### TASK GOAL
Your answer must hold only the lines below from the line containing "pub use super::child::ChildSpec;" through the line containing "pub use child::ChildKind;", each reproduced exactly.

### SOURCE MATERIAL
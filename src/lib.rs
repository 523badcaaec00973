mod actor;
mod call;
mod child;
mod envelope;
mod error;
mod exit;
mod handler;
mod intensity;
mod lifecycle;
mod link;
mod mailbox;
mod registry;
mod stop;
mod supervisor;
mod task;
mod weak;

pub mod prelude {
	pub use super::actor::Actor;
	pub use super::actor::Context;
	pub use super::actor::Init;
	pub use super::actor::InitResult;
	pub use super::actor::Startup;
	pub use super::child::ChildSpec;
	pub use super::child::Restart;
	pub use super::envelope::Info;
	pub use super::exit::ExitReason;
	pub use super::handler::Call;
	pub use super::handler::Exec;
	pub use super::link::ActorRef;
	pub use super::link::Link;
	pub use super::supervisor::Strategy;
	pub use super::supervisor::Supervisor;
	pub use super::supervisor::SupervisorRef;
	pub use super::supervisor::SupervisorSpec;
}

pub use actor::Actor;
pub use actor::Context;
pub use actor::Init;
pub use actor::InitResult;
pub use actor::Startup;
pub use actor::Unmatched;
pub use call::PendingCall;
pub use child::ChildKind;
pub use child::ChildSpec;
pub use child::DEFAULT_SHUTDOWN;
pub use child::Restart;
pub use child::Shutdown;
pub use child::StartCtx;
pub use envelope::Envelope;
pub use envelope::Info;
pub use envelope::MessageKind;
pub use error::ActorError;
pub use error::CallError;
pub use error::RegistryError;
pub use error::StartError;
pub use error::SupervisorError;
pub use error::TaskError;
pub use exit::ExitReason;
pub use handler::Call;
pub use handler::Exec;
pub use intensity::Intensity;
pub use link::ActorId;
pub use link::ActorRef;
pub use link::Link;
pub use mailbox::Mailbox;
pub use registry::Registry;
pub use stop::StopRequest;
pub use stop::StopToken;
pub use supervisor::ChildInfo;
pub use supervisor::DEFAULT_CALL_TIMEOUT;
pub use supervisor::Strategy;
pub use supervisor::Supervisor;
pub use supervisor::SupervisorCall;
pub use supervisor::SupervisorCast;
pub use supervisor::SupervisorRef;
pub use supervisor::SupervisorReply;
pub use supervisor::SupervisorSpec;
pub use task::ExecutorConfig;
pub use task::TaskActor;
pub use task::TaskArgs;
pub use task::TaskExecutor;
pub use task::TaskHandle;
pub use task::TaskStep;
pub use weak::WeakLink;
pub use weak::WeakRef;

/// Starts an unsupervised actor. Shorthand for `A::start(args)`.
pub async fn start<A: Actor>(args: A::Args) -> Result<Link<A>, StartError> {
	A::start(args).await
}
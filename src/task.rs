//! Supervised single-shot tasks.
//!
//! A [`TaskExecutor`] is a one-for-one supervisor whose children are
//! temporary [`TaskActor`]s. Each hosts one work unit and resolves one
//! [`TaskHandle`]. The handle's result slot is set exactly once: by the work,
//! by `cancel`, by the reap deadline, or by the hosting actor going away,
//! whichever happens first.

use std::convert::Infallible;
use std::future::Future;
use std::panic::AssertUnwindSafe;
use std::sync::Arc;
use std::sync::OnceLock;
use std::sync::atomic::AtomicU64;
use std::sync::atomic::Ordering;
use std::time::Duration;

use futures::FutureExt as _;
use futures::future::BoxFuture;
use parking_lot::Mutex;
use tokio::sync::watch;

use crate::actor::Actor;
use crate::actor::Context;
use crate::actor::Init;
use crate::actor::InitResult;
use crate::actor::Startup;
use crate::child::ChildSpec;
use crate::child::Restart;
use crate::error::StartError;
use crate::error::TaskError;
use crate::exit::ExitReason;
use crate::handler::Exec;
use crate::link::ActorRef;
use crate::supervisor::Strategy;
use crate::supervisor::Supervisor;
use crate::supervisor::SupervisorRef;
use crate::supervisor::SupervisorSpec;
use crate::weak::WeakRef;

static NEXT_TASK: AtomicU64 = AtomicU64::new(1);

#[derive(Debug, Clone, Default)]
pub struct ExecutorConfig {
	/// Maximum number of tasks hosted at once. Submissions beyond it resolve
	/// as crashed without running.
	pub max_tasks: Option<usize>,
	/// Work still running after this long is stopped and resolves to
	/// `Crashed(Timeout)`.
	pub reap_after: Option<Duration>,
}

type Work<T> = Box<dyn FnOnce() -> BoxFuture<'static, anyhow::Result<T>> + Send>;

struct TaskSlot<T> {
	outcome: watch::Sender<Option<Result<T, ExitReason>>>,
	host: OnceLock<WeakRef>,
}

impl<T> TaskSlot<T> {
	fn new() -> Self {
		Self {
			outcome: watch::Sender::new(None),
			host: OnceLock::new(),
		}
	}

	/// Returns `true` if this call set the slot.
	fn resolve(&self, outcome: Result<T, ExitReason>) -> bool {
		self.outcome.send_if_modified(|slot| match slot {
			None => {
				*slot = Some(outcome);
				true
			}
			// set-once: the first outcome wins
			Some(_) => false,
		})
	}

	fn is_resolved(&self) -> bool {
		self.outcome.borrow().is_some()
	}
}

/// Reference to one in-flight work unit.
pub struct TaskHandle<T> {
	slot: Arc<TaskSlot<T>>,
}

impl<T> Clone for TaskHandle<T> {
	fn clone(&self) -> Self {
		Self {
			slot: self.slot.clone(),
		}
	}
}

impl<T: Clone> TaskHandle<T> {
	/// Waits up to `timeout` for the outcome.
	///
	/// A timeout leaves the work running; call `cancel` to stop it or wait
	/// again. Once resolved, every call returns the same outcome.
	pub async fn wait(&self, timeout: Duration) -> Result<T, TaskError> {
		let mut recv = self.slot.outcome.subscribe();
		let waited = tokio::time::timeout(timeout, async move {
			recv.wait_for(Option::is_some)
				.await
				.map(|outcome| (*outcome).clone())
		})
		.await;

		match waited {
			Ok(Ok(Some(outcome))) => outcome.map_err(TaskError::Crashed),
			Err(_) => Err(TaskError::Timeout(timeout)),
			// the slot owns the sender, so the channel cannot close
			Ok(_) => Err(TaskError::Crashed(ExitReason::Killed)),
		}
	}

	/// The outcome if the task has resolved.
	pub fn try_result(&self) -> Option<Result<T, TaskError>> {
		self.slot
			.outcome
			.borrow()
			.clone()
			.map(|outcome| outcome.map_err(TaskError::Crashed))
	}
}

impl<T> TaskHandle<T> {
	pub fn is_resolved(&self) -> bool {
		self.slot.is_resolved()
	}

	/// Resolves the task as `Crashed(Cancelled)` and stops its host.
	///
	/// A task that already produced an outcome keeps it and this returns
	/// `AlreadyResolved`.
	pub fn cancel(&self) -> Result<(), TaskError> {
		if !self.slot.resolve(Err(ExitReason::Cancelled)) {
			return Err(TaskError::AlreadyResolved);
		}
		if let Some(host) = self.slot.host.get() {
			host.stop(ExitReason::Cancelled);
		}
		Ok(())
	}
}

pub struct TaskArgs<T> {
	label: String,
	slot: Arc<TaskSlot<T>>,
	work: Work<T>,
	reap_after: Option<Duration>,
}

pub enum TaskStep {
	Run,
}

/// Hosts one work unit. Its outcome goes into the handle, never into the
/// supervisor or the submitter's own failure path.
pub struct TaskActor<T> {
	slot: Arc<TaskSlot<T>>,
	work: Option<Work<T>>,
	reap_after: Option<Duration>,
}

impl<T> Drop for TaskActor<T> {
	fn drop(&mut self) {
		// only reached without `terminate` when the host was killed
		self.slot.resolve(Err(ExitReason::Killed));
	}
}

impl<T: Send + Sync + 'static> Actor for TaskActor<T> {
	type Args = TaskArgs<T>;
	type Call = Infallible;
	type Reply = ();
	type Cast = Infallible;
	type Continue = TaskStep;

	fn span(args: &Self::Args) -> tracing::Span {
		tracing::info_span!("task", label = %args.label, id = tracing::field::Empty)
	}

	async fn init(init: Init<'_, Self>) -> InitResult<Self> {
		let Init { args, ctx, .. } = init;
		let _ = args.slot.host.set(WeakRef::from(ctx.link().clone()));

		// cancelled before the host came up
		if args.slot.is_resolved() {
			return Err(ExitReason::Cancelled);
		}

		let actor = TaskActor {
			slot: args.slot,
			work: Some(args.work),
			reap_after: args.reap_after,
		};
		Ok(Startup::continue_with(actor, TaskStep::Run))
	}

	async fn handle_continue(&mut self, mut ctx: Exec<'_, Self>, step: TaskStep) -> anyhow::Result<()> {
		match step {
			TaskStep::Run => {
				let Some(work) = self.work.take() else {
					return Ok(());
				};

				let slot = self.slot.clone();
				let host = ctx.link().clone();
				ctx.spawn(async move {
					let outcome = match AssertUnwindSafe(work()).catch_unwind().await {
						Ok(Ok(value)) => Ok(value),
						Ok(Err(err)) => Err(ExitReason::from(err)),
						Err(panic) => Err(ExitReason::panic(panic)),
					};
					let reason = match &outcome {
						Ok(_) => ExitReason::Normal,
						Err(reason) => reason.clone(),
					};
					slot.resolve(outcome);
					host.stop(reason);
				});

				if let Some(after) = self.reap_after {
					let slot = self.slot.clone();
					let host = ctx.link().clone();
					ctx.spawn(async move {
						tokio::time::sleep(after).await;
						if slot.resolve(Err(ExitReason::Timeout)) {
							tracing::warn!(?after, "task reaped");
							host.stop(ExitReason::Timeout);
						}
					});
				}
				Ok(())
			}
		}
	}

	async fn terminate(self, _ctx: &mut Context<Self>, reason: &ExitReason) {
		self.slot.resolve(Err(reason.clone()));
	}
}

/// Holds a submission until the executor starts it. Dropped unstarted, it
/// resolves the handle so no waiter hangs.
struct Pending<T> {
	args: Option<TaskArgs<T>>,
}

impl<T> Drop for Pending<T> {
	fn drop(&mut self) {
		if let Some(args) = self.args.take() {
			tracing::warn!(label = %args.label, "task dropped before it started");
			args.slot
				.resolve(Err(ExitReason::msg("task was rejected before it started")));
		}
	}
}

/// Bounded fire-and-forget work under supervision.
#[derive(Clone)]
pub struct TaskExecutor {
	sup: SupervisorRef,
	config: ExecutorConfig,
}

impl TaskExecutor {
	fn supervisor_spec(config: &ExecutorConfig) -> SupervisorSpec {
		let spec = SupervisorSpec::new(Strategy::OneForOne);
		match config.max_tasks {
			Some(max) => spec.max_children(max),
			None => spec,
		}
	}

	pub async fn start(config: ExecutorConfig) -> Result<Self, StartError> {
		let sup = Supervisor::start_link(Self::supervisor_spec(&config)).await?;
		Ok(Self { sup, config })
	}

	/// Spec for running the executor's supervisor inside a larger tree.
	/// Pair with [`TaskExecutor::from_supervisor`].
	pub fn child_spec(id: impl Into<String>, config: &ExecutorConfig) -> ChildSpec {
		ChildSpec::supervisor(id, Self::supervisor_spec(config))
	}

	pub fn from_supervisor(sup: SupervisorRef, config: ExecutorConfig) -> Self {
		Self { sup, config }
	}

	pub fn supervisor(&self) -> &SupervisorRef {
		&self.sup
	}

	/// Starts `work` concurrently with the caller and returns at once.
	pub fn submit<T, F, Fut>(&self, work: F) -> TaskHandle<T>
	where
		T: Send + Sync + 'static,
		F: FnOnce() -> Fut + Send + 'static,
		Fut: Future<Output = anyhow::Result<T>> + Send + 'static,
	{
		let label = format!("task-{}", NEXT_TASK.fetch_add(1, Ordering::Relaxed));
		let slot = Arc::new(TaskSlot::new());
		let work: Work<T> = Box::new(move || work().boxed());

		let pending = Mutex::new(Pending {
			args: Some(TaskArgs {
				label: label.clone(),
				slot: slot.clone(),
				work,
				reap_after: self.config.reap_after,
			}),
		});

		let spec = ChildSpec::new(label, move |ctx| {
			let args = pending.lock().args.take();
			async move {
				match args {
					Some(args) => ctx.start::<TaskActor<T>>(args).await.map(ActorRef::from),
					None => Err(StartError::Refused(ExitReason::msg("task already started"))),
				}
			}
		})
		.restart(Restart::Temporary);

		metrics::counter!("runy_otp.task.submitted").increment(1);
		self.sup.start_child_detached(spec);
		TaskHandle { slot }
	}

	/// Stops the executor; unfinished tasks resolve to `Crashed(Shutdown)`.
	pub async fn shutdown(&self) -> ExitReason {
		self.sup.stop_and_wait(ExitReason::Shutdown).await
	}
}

### TASK RESULT
	pub use super::child::ChildSpec;
	pub use super::child::Restart;
	pub use super::envelope::Info;
	pub use super::exit::ExitReason;
	pub use super::handler::Call;
	pub use super::handler::Exec;
	pub use super::link::ActorRef;
	pub use super::link::Link;
	pub use super::supervisor::Strategy;
	pub use super::supervisor::Supervisor;
	pub use super::supervisor::SupervisorRef;
	pub use super::supervisor::SupervisorSpec;
}

pub use actor::Actor;
pub use actor::Context;
pub use actor::Init;
pub use actor::InitResult;
pub use actor::Startup;
pub use actor::Unmatched;
pub use call::PendingCall;
pub use child::ChildKind;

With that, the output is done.